No-moat Healius (ASX: HLS) detailed its strategy to expand group EBIT margins to high single digits by June 2027. We leave our $2.20 per share fair value estimate and earnings forecasts broadly unchanged. We forecast a group EBIT margin of 7% in fiscal 2027 and anticipate the firm expanding this further to 10% by fiscal 2034.

Despite rallying 11% on the strategy day, shares are materially undervalued. We are likely more optimistic than the market about the group’s ability to improve profitability. Longer-term, we anticipate that increased operating leverage from higher volumes and a continued focus on labor productivity and rostering more than offsets wage inflation. All else equal, we would have to assume a midcycle EBIT margin of 6% for our fair value estimate to be close to the current share price.

Healius is targeting total annualized cost savings and efficiencies of roughly $50 million in incremental EBIT by June 2027, which we assume is achieved in our forecasts. Nearly half is related to rationalizing corporate costs and securing better procurement of consumables. The remainder is mainly due to streamlining workflows through digital initiatives, network utilization, and mix shift to higher-value pathology tests such as gene and veterinary testing.

Healius increased pathology revenue from July 2024 to February 2025 by 6%, in line with our unchanged full-year forecast of 6%. Healius is adding new digital self-service features for doctors to query pathology reports and is continuing to roll out its collector portal, which guides collectors and reduces errors. Healius also now offers general practitioners a new automated way of capturing continuing professional development, or CPD, points. The upside for these efforts is that it likely helps Healius build its referrer base while reducing referrers’ reliance on its call centers. Healius estimates a further $20 million in abnormal digital investment split evenly between the remainder of fiscal 2025 and fiscal 2026.

Healius to become pure play pathology provider

In 2018, the former Primary Healthcare rebranded itself as Healius to signify the strategic turnaround underway. Healius is looking to new sources of strategic growth as well as dealing with prior underinvestment in infrastructure. There is much to fix in the business and we anticipate it to take a few years before significant margin improvements are made in the base pathology businesses.
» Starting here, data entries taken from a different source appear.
//! Command-line interface for fanout.
//!
//! Provides synthetic `run` and `dispatch` workloads and a `config` dump.

mod commands;

pub use commands::{parse_cli, run, run_with_cli, Cli, Commands};
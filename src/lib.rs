//! fanout: hierarchical fan-out execution of independent work units.
//!
//! A work list is run in bounded patches on the local runtime
//! ([`BatchRunner`]), or partitioned into one group per cluster worker
//! ([`RemoteDispatcher`]) where each group is again run in patches.
//! Blocking closures go through an owned [`BlockingPool`]; [`drive`] lets
//! synchronous callers wait on the async entry points.
//!
//! Results always come back in input order, and a failing unit fails the
//! whole run unless [`BatchRunner::run_settled`] is used.

pub mod cli;
pub mod cluster;
pub mod engine;
pub mod error;
pub mod executor;
pub mod metrics;

pub use cluster::{
    ClusterScheduler, DispatchOptions, GroupHandle, LocalCluster, RemoteDispatcher, WorkGroup,
};
pub use engine::{ConfigError, Engine, EngineConfig};
pub use error::{BoxError, FanOutError, Result};
pub use executor::{drive, BatchOptions, BatchRunner, BlockingPool, ExecutionMode, WorkUnit};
Healius selling its medical centers and Montserrat day hospitals to focus on redirecting capital toward infrastructure upgrades and its diagnostic businesses is viewed as a positive strategic step. The impending sale of the Lumus Imaging also simplifies the business and shores up the balance sheet.

Improvement in systems is key to improving efficiency. Pathology is an increasingly technologically driven service and the company intends to invest in a new laboratory information system, automation, and digitization through to fiscal 2024. However, while we view the system upgrades as necessary to restore earnings growth, we don’t see the company building an advantage over rival Sonic Healthcare, which is also continuously improving its systems.
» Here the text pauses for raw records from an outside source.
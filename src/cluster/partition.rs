//! Coarse split of a work list into cluster-sized groups.

use futures::future::BoxFuture;
use futures::FutureExt;

use crate::error::{FanOutError, Result};
use crate::executor::{BatchOptions, BatchRunner, WorkUnit};

/// Default number of groups a work list is split into.
pub const DEFAULT_WORKER_COUNT: usize = 4;

/// Size of each contiguous group for `len` units across `worker_count` workers.
///
/// `max(ceil(len / worker_count), worker_count)`: small inputs are not split
/// into single-unit groups, and there are never more than `worker_count`
/// groups.
///
/// # Errors
///
/// Returns `FanOutError::Configuration` if `worker_count` is zero.
pub fn group_size(len: usize, worker_count: usize) -> Result<usize> {
    if worker_count == 0 {
        return Err(FanOutError::Configuration(
            "worker_count must be greater than 0".to_string(),
        ));
    }
    Ok(len.div_ceil(worker_count).max(worker_count))
}

/// A contiguous slice of a work list, run as one unit of cluster work.
///
/// The group captures its units together with the runner and options, so a
/// cluster worker only has to call [`WorkGroup::invoke`].
pub struct WorkGroup<T> {
    index: usize,
    offset: usize,
    units: Vec<WorkUnit<T>>,
    runner: BatchRunner,
    options: BatchOptions,
}

impl<T: Send + 'static> WorkGroup<T> {
    pub fn new(
        index: usize,
        offset: usize,
        units: Vec<WorkUnit<T>>,
        runner: BatchRunner,
        options: BatchOptions,
    ) -> Self {
        Self {
            index,
            offset,
            units,
            runner,
            options,
        }
    }

    /// Position of this group among all groups.
    pub fn index(&self) -> usize {
        self.index
    }

    /// Index of the group's first unit in the full work list.
    pub fn offset(&self) -> usize {
        self.offset
    }

    pub fn len(&self) -> usize {
        self.units.len()
    }

    pub fn is_empty(&self) -> bool {
        self.units.is_empty()
    }

    /// Runs the group's units through the batch runner.
    ///
    /// Unit indices in errors refer to the full work list, not the group.
    pub fn invoke(self) -> BoxFuture<'static, Result<Vec<T>>> {
        let Self {
            offset,
            units,
            runner,
            options,
            ..
        } = self;

        async move {
            runner
                .run(units, &options)
                .await
                .map_err(|e| e.rebase(offset))
        }
        .boxed()
    }
}

impl<T> std::fmt::Debug for WorkGroup<T> {
    fn fmt(&self, f: &mut std::fmt::Formatter<'_>) -> std::fmt::Result {
        f.debug_struct("WorkGroup")
            .field("index", &self.index)
            .field("offset", &self.offset)
            .field("len", &self.units.len())
            .field("options", &self.options)
            .finish()
    }
}

/// Splits `units` into contiguous groups sized by [`group_size`].
///
/// Groups keep input order; the last one may be shorter and none is empty.
///
/// # Errors
///
/// Returns `FanOutError::Configuration` for a zero worker count or patch size.
pub fn partition<T: Send + 'static>(
    units: Vec<WorkUnit<T>>,
    worker_count: usize,
    runner: &BatchRunner,
    options: &BatchOptions,
) -> Result<Vec<WorkGroup<T>>> {
    options.validate()?;
    let size = group_size(units.len(), worker_count)?;

    let mut groups = Vec::new();
    let mut remaining = units.into_iter();
    let mut offset = 0;

    loop {
        let slice: Vec<WorkUnit<T>> = remaining.by_ref().take(size).collect();
        if slice.is_empty() {
            break;
        }
        let len = slice.len();
        groups.push(WorkGroup::new(
            groups.len(),
            offset,
            slice,
            runner.clone(),
            *options,
        ));
        offset += len;
    }

    Ok(groups)
}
Virtually all revenue is earned directly from Medicare via bulk-billing in the pathology segment. Healius’ organic volume growth in its core pathology segment has typically ranged between 3% and 5% and we forecast a similar rate over our 10-year forecast period. The volume growth is underpinned by population growth, aging demographics, higher incidence of diseases, and wider adoption of preventive diagnostics to manage healthcare costs. In addition, the number of tests available is expanding. Increasing complexity of tests, such as veterinary and gene-based testing, is also resulting in average fee price increases. Pathology has a high fixed cost of operation and thus benefits from volume growth to drive lower cost-per-test outcomes. Higher testing volumes result in a lower cost-per-test as labor, equipment, leases, transportation, and overhead costs are all leveraged. In 2013, the Australian government placed a freeze on Medicare fee rates but resumed indexation in fiscal 2021 for diagnostic imaging.

Healius bulls say

  • On top of the base level of covid-19 testing that is likely to continue, Healius is well-positioned for underlying trends in preventive diagnostic treatments.
  • Simplifying the business via the sale of its medical centers is a positive indicator for the ultimate success of the company’s turnaround.
  • Advances in technology and personalized medicine are increasing the number of complex and gene-based tests available to patients, which are typically higher-margin.

Healius bears say

  • Elevated covid-19 testing is moderating and operating leverage is expected to unwind as earnings normalize.
  • Virtually all revenue is Medicare linked and pricing and regulatory scrutiny on this revenue stream is expected to persist.
  • Healius neither currently earns a return on invested capital above its 8.5% weighted average cost of capital, nor do we expect it to in a typical year over our forecast period.